WORK INSTRUCTIONS =>
Beneath this line is the data. Output exactly the lines from the line with "self.variables().next().is_some()" to the line with "let mut url", both ends included, and nothing more.

MATERIAL PROVIDED =>
======
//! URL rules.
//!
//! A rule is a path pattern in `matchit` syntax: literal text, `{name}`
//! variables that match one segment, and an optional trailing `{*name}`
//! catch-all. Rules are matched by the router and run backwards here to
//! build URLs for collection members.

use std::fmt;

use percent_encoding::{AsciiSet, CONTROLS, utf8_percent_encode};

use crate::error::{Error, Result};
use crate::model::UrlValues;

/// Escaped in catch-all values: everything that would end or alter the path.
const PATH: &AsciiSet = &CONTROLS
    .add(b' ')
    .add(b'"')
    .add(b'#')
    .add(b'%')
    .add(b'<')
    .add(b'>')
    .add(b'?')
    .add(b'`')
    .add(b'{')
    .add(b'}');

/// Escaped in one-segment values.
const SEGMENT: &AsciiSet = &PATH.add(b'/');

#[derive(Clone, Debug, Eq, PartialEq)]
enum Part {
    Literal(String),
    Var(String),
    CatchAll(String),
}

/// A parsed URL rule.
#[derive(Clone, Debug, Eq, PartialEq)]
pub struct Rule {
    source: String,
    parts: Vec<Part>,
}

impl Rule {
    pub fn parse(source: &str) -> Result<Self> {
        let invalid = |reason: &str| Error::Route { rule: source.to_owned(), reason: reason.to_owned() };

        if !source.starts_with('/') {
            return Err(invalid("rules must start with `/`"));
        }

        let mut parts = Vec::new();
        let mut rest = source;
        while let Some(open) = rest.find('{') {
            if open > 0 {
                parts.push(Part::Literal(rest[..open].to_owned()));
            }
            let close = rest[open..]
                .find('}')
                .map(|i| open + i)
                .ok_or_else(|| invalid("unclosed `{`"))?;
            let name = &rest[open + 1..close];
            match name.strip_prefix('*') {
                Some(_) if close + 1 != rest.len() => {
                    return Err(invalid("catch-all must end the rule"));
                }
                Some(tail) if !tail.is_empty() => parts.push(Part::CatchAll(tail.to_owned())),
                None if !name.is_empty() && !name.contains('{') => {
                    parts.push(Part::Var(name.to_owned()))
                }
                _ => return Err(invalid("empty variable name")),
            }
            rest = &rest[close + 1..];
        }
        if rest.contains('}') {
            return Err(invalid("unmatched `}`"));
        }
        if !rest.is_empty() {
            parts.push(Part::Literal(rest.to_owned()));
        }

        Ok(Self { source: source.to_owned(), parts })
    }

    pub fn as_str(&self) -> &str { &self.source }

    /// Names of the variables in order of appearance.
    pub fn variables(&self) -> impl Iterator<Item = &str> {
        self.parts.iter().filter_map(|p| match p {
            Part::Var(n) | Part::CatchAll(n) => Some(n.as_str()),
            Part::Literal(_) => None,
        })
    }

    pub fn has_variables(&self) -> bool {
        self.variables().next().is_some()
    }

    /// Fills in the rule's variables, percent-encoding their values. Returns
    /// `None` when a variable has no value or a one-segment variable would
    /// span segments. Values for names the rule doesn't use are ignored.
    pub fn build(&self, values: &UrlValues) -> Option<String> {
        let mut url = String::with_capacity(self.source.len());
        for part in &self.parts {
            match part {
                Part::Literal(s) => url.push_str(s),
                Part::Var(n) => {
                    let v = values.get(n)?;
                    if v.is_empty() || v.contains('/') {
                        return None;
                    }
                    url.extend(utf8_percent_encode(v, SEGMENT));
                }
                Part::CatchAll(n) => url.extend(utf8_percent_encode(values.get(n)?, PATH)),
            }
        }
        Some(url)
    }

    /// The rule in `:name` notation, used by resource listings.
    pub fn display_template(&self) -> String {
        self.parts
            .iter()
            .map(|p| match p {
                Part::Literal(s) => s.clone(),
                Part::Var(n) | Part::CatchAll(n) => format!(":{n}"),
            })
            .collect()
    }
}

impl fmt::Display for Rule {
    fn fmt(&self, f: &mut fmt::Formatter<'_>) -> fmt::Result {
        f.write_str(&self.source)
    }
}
======
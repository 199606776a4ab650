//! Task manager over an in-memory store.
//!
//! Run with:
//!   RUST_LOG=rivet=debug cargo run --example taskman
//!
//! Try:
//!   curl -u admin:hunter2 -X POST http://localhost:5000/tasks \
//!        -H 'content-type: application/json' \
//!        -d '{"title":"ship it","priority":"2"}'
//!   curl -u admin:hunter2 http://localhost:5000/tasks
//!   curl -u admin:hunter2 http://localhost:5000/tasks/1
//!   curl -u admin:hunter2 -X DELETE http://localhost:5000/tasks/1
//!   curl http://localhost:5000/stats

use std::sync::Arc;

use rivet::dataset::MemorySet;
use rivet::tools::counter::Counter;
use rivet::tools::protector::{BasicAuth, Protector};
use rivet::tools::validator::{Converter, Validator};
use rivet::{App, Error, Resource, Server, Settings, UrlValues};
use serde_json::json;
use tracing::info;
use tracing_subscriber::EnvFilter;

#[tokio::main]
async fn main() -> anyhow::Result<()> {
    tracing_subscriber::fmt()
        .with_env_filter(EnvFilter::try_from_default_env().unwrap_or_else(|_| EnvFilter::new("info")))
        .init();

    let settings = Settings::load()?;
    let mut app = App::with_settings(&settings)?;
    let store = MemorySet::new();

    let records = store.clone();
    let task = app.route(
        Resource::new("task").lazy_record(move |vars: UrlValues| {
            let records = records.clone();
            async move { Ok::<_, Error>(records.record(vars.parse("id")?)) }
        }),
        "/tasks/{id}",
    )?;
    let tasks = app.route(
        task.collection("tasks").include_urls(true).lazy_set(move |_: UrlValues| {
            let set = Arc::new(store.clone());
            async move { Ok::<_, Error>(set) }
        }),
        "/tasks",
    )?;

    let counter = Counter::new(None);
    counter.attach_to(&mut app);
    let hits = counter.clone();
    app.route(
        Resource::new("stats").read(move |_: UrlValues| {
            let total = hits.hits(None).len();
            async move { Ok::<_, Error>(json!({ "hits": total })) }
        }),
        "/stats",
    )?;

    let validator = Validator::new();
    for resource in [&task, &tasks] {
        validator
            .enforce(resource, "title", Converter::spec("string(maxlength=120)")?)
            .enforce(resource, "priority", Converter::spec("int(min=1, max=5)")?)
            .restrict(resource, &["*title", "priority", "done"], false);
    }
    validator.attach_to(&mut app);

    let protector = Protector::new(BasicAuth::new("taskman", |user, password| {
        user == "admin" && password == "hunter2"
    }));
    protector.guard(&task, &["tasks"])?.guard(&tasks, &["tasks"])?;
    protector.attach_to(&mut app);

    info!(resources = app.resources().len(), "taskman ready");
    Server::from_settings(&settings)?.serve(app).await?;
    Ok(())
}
======
TASK SOLUTION =>
        self.variables().next().is_some()
    }

    /// Fills in the rule's variables, percent-encoding their values. Returns
    /// `None` when a variable has no value or a one-segment variable would
    /// span segments. Values for names the rule doesn't use are ignored.
    pub fn build(&self, values: &UrlValues) -> Option<String> {
        let mut url = String::with_capacity(self.source.len());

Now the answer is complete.